[Saved entries]
Content starts
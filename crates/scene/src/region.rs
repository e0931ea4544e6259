use foundation::bounds::Aabb2;
use foundation::math::{Vec2, rings_area};
use formats::BoundaryFeature;
use tracing::{debug, warn};

use crate::value::ValueTable;

/// One drawable administrative area.
#[derive(Debug, Clone, PartialEq)]
pub struct Region {
    /// Display name; hover identity and value-table key.
    pub id: String,
    /// Occupancy percentage. 0 means no data.
    pub value: u32,
    /// Outer rings as `(lng, lat)`; closed implicitly.
    pub polygons: Vec<Vec<Vec2>>,
    /// Combined shoelace area, used for hit-test ordering only.
    pub area: f64,
    /// Animated extrusion height in pixels.
    pub current_height: f64,
}

impl Region {
    pub fn new(id: impl Into<String>, value: u32, polygons: Vec<Vec<Vec2>>) -> Self {
        let area = rings_area(&polygons);
        Self {
            id: id.into(),
            value,
            polygons,
            area,
            current_height: 0.0,
        }
    }
}

/// The currently loaded region set and its extent.
///
/// A model is always built wholesale from one feature set; there is no way to
/// append to it, so its extent never mixes data from two loads.
#[derive(Debug, Clone, Default, PartialEq)]
pub struct MapModel {
    regions: Vec<Region>,
    extent: Aabb2,
}

impl MapModel {
    pub fn new() -> Self {
        Self::default()
    }

    /// Drop every region and reset the extent accumulator.
    pub fn clear(&mut self) {
        self.regions.clear();
        self.extent = Aabb2::empty();
    }

    pub fn from_features(features: &[BoundaryFeature], table: &ValueTable) -> Self {
        let mut extent = Aabb2::empty();
        let mut regions = Vec::with_capacity(features.len());

        for feature in features {
            let rings = feature.geometry.outer_rings();
            for ring in &rings {
                for p in ring {
                    extent.include(*p);
                }
            }

            let name = match feature.display_name() {
                Some(name) => name,
                None => {
                    warn!(id = ?feature.id, "boundary feature has no display name");
                    ""
                }
            };
            let value = table.resolve(name);
            if value == 0 && !name.is_empty() {
                debug!(name, "no occupancy value");
            }
            regions.push(Region::new(name, value, rings));
        }

        Self { regions, extent }
    }

    pub fn regions(&self) -> &[Region] {
        &self.regions
    }

    pub fn regions_mut(&mut self) -> &mut [Region] {
        &mut self.regions
    }

    pub fn region(&self, id: &str) -> Option<&Region> {
        self.regions.iter().find(|r| r.id == id)
    }

    pub fn len(&self) -> usize {
        self.regions.len()
    }

    pub fn is_empty(&self) -> bool {
        self.regions.is_empty()
    }

    /// Extent of every loaded vertex; `None` until something with geometry is loaded.
    pub fn extent(&self) -> Option<Aabb2> {
        self.extent.is_valid().then_some(self.extent)
    }
}
use std::fmt::Write as _;

use foundation::math::Vec2;

use crate::painter::Painter;
use crate::symbology::Hsl;

/// Painter that serializes a frame as a standalone SVG document.
///
/// Each filled or stroked path becomes one `<path>` element, in paint order.
#[derive(Debug, Clone, Default)]
pub struct SvgPainter {
    width: f64,
    height: f64,
    path: String,
    body: String,
}

impl SvgPainter {
    pub fn new() -> Self {
        Self::default()
    }

    pub fn element_count(&self) -> usize {
        self.body.matches("<path").count()
    }

    pub fn finish(&self) -> String {
        format!(
            "<svg xmlns=\"http://www.w3.org/2000/svg\" width=\"{w}\" height=\"{h}\" viewBox=\"0 0 {w} {h}\">\n{body}</svg>\n",
            w = self.width,
            h = self.height,
            body = self.body
        )
    }

    fn emit(&mut self, attrs: &str) {
        if self.path.is_empty() {
            return;
        }
        let _ = writeln!(self.body, "<path d=\"{}\" {attrs}/>", self.path.trim_end());
    }
}

impl Painter for SvgPainter {
    fn clear(&mut self, width: f64, height: f64) {
        self.width = width;
        self.height = height;
        self.path.clear();
        self.body.clear();
    }

    fn begin_path(&mut self) {
        self.path.clear();
    }

    fn move_to(&mut self, p: Vec2) {
        let _ = write!(self.path, "M{:.2} {:.2} ", p.x, p.y);
    }

    fn line_to(&mut self, p: Vec2) {
        let _ = write!(self.path, "L{:.2} {:.2} ", p.x, p.y);
    }

    fn close_path(&mut self) {
        self.path.push_str("Z ");
    }

    fn fill(&mut self, color: Hsl) {
        self.emit(&format!("fill=\"{}\" stroke=\"none\"", color.to_hex()));
    }

    fn stroke(&mut self, color: &str, width: f64) {
        self.emit(&format!("fill=\"none\" stroke=\"{color}\" stroke-width=\"{width}\""));
    }
}
use foundation::math::Vec2;

use crate::symbology::Hsl;

/// Path-based 2D drawing surface, shaped after the canvas 2D context.
pub trait Painter {
    /// Erase the whole surface and set its pixel size.
    fn clear(&mut self, width: f64, height: f64);
    fn begin_path(&mut self);
    fn move_to(&mut self, p: Vec2);
    fn line_to(&mut self, p: Vec2);
    fn close_path(&mut self);
    fn fill(&mut self, color: Hsl);
    fn stroke(&mut self, color: &str, width: f64);
}

/// One recorded painter call.
#[derive(Debug, Clone, PartialEq)]
pub enum PaintOp {
    Clear { width: f64, height: f64 },
    BeginPath,
    MoveTo(Vec2),
    LineTo(Vec2),
    ClosePath,
    Fill(Hsl),
    Stroke { color: String, width: f64 },
}

/// Painter that only records what it was asked to draw.
#[derive(Debug, Clone, Default, PartialEq)]
pub struct RecordingPainter {
    pub ops: Vec<PaintOp>,
}

impl RecordingPainter {
    pub fn new() -> Self {
        Self::default()
    }

    pub fn fills(&self) -> Vec<Hsl> {
        self.ops
            .iter()
            .filter_map(|op| match op {
                PaintOp::Fill(c) => Some(*c),
                _ => None,
            })
            .collect()
    }

    pub fn clears(&self) -> usize {
        self.ops
            .iter()
            .filter(|op| matches!(op, PaintOp::Clear { .. }))
            .count()
    }
}

impl Painter for RecordingPainter {
    fn clear(&mut self, width: f64, height: f64) {
        self.ops.push(PaintOp::Clear { width, height });
    }

    fn begin_path(&mut self) {
        self.ops.push(PaintOp::BeginPath);
    }

    fn move_to(&mut self, p: Vec2) {
        self.ops.push(PaintOp::MoveTo(p));
    }

    fn line_to(&mut self, p: Vec2) {
        self.ops.push(PaintOp::LineTo(p));
    }

    fn close_path(&mut self) {
        self.ops.push(PaintOp::ClosePath);
    }

    fn fill(&mut self, color: Hsl) {
        self.ops.push(PaintOp::Fill(color));
    }

    fn stroke(&mut self, color: &str, width: f64) {
        self.ops.push(PaintOp::Stroke {
            color: color.to_string(),
            width,
        });
    }
}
Content ends
| WORK REQUIRED |
The records above need to be output again, verbatim.

| RESPONSE |
filename crates/scene/src/region.rs
repository e0931ea4544e6259
use foundation::bounds::Aabb2;
use foundation::math::{Vec2, rings_area};
use formats::BoundaryFeature;
use tracing::{debug, warn};

use crate::value::ValueTable;

/// One drawable administrative area.
#[derive(Debug, Clone, PartialEq)]
pub struct Region {
    /// Display name; hover identity and value-table key.
    pub id: String,
    /// Occupancy percentage. 0 means no data.
    pub value: u32,
    /// Outer rings as `(lng, lat)`; closed implicitly.
    pub polygons: Vec<Vec<Vec2>>,
    /// Combined shoelace area, used for hit-test ordering only.
    pub area: f64,
    /// Animated extrusion height in pixels.
    pub current_height: f64,
}

impl Region {
    pub fn new(id: impl Into<String>, value: u32, polygons: Vec<Vec<Vec2>>) -> Self {
        let area = rings_area(&polygons);
        Self {
            id: id.into(),
            value,
            polygons,
            area,
            current_height: 0.0,
        }
    }
}

/// The currently loaded region set and its extent.
///
/// A model is always built wholesale from one feature set; there is no way to
/// append to it, so its extent never mixes data from two loads.
#[derive(Debug, Clone, Default, PartialEq)]
pub struct MapModel {
    regions: Vec<Region>,
    extent: Aabb2,
}

impl MapModel {
    pub fn new() -> Self {
        Self::default()
    }

    /// Drop every region and reset the extent accumulator.
    pub fn clear(&mut self) {
        self.regions.clear();
        self.extent = Aabb2::empty();
    }

    pub fn from_features(features: &[BoundaryFeature], table: &ValueTable) -> Self {
        let mut extent = Aabb2::empty();
        let mut regions = Vec::with_capacity(features.len());

        for feature in features {
            let rings = feature.geometry.outer_rings();
            for ring in &rings {
                for p in ring {
                    extent.include(*p);
                }
            }

            let name = match feature.display_name() {
                Some(name) => name,
                None => {
                    warn!(id = ?feature.id, "boundary feature has no display name");
                    ""
                }
            };
            let value = table.resolve(name);
            if value == 0 && !name.is_empty() {
                debug!(name, "no occupancy value");
            }
            regions.push(Region::new(name, value, rings));
        }

        Self { regions, extent }
    }

    pub fn regions(&self) -> &[Region] {
        &self.regions
    }

    pub fn regions_mut(&mut self) -> &mut [Region] {
        &mut self.regions
    }

    pub fn region(&self, id: &str) -> Option<&Region> {
        self.regions.iter().find(|r| r.id == id)
    }

    pub fn len(&self) -> usize {
        self.regions.len()
    }

    pub fn is_empty(&self) -> bool {
        self.regions.is_empty()
    }

    /// Extent of every loaded vertex; `None` until something with geometry is loaded.
    pub fn extent(&self) -> Option<Aabb2> {
        self.extent.is_valid().then_some(self.extent)
    }
}
use std::fmt::Write as _;

use foundation::math::Vec2;

use crate::painter::Painter;
use crate::symbology::Hsl;

/// Painter that serializes a frame as a standalone SVG document.
///
/// Each filled or stroked path becomes one `<path>` element, in paint order.
#[derive(Debug, Clone, Default)]
pub struct SvgPainter {
    width: f64,
    height: f64,
    path: String,
    body: String,
}

impl SvgPainter {
    pub fn new() -> Self {
        Self::default()
    }

    pub fn element_count(&self) -> usize {
        self.body.matches("<path").count()
    }

    pub fn finish(&self) -> String {
        format!(
            "<svg xmlns=\"http://www.w3.org/2000/svg\" width=\"{w}\" height=\"{h}\" viewBox=\"0 0 {w} {h}\">\n{body}</svg>\n",
            w = self.width,
            h = self.height,
            body = self.body
        )
    }

    fn emit(&mut self, attrs: &str) {
        if self.path.is_empty() {
            return;
        }
        let _ = writeln!(self.body, "<path d=\"{}\" {attrs}/>", self.path.trim_end());
    }
}

impl Painter for SvgPainter {
    fn clear(&mut self, width: f64, height: f64) {
        self.width = width;
        self.height = height;
        self.path.clear();
        self.body.clear();
    }

    fn begin_path(&mut self) {
        self.path.clear();
    }

    fn move_to(&mut self, p: Vec2) {
        let _ = write!(self.path, "M{:.2} {:.2} ", p.x, p.y);
    }

    fn line_to(&mut self, p: Vec2) {
        let _ = write!(self.path, "L{:.2} {:.2} ", p.x, p.y);
    }

    fn close_path(&mut self) {
        self.path.push_str("Z ");
    }

    fn fill(&mut self, color: Hsl) {
        self.emit(&format!("fill=\"{}\" stroke=\"none\"", color.to_hex()));
    }

    fn stroke(&mut self, color: &str, width: f64) {
        self.emit(&format!("fill=\"none\" stroke=\"{color}\" stroke-width=\"{width}\""));
    }
}
use foundation::math::Vec2;

use crate::symbology::Hsl;

/// Path-based 2D drawing surface, shaped after the canvas 2D context.
pub trait Painter {
    /// Erase the whole surface and set its pixel size.
    fn clear(&mut self, width: f64, height: f64);
    fn begin_path(&mut self);
    fn move_to(&mut self, p: Vec2);
    fn line_to(&mut self, p: Vec2);
    fn close_path(&mut self);
    fn fill(&mut self, color: Hsl);
    fn stroke(&mut self, color: &str, width: f64);
}

/// One recorded painter call.
#[derive(Debug, Clone, PartialEq)]
pub enum PaintOp {
    Clear { width: f64, height: f64 },
    BeginPath,
    MoveTo(Vec2),
    LineTo(Vec2),
    ClosePath,
    Fill(Hsl),
    Stroke { color: String, width: f64 },
}

/// Painter that only records what it was asked to draw.
#[derive(Debug, Clone, Default, PartialEq)]
pub struct RecordingPainter {
    pub ops: Vec<PaintOp>,
}

impl RecordingPainter {
    pub fn new() -> Self {
        Self::default()
    }

    pub fn fills(&self) -> Vec<Hsl> {
        self.ops
            .iter()
            .filter_map(|op| match op {
                PaintOp::Fill(c) => Some(*c),
                _ => None,
            })
            .collect()
    }

    pub fn clears(&self) -> usize {
        self.ops
            .iter()
            .filter(|op| matches!(op, PaintOp::Clear { .. }))
            .count()
    }
}

impl Painter for RecordingPainter {
    fn clear(&mut self, width: f64, height: f64) {
        self.ops.push(PaintOp::Clear { width, height });
    }

    fn begin_path(&mut self) {
        self.ops.push(PaintOp::BeginPath);
    }

    fn move_to(&mut self, p: Vec2) {
        self.ops.push(PaintOp::MoveTo(p));
    }

    fn line_to(&mut self, p: Vec2) {
        self.ops.push(PaintOp::LineTo(p));
    }

    fn close_path(&mut self) {
        self.ops.push(PaintOp::ClosePath);
    }

    fn fill(&mut self, color: Hsl) {
        self.ops.push(PaintOp::Fill(color));
    }

    fn stroke(&mut self, color: &str, width: f64) {
        self.ops.push(PaintOp::Stroke {
            color: color.to_string(),
            width,
        });
    }
}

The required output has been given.